Karla C. Payne, Justus Payne, Sheldon Ingram and Adjoa Opoku-Dakwa Credit All Photos: Credit: L. Martello/18ricco

If you’d want to experience a good example of how those in power use fear as a tool of subjugation, you might want to reserve a ticket or two for the world premiere production of Art of the Wise.

The play, the fifth in playwright Mark Clayton Southers’ series of ten works, each set in a different decade of the 19th century, centers on two families living on a cotton plantation in 1822 Deep South Alabama.

Jenny Malarkey, Joseph McGranaghan* and Maddie Kocur

The slave owning Wise family is shown in marked contrast to their enslaved cotton field workers, who, as was the custom, took the surname of their master.

In the past I’ve said that playwright Southers is one heck of a story teller, and his latest opus follows suit by having a strong narrative that’s both intricately written, intensely entertaining and emotionally rousing.

The drama wastes no time grabbing the audience’s full attention as the initial song of sound designer, Ben Cain’s lullabying crickets soon fades into one of barking hounds on the trail of a runaway slave.
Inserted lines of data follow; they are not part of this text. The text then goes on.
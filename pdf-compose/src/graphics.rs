use crate::document::format_coord;

/// RGB color for PDF graphics operations.
///
/// Each component is in the range 0.0 (none) to 1.0 (full intensity).
#[derive(Debug, Clone, Copy, PartialEq)]
pub struct Color {
    pub r: f64,
    pub g: f64,
    pub b: f64,
}

impl Color {
    pub const BLACK: Color = Color {
        r: 0.0,
        g: 0.0,
        b: 0.0,
    };
    pub const WHITE: Color = Color {
        r: 1.0,
        g: 1.0,
        b: 1.0,
    };

    /// Create a color from RGB components (each 0.0 to 1.0).
    pub fn rgb(r: f64, g: f64, b: f64) -> Self {
        Color { r, g, b }
    }

    /// Create a grayscale color (r = g = b = level).
    pub fn gray(level: f64) -> Self {
        Color {
            r: level,
            g: level,
            b: level,
        }
    }

    /// `RG` operator line selecting this color for strokes.
    pub(crate) fn stroke_op(&self) -> String {
        format!(
            "{} {} {} RG\n",
            format_coord(self.r),
            format_coord(self.g),
            format_coord(self.b)
        )
    }

    /// `rg` operator line selecting this color for fills.
    pub(crate) fn fill_op(&self) -> String {
        format!(
            "{} {} {} rg\n",
            format_coord(self.r),
            format_coord(self.g),
            format_coord(self.b)
        )
    }
}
Jonathan Wise (Joseph McGranaghan), the plantation owner with the same sort of sociopathic proclivities displayed by Calvin Candie, the sadistic ruthless plantation owner in the film Django Unchained, eventually catches up with Bendoo Wise (Sheldon Ingram) and wrecks Southern justice on the captured man.

Yanna Mavrogeorgis (Violinist) & Adjoa Opoku-Dakwa (Amahle) Credit: L. Martello/18ricco

Interestingly, the play’s narrative is abetted by percussive bursts from drummer Zoshe Nowe and plaintive violin melody performed by Em Kohut-Kegarise and Yanna Mavrogeorgis on alternate evenings. I assume it was director, Monteze Freeland who decided to make these effective aural add-ons which bolster the ambient mood of the play.

The vast bulk of the action takes place in a Tony Ferrieri-designed set that includes the master’s house on two-thirds of the stage with the slave family household filling the remainder.


Adjoa Opoku-Dakwa and Jenny Malarkey

Jonathan Wise’s wife, Sarah (Jenny Malarkey) comes off as a privileged Southern belle with a mollified tone concerning her slaves. She is somewhat more empathetic and liberal-minded when it comes to the treatment of her “human property” than her husband, but as a product of her times, is subservient to her husband, though she does speak her mind often and resolutely.

Their teen aged daughter, Samantha (Maddie Kocur), reluctantly suffers through the art lessons foisted on her by her parents and seems more interested in exploring her budding teenaged libido than painting images on canvas. Nevertheless, the paintings are an important element in this brutally honest look at plantation life.

 Not so is Amahle Wise (Adjoa Opoku-Dakwa) who soaks up the art lessons with a fervor. She’s also the apple of her father’s eye.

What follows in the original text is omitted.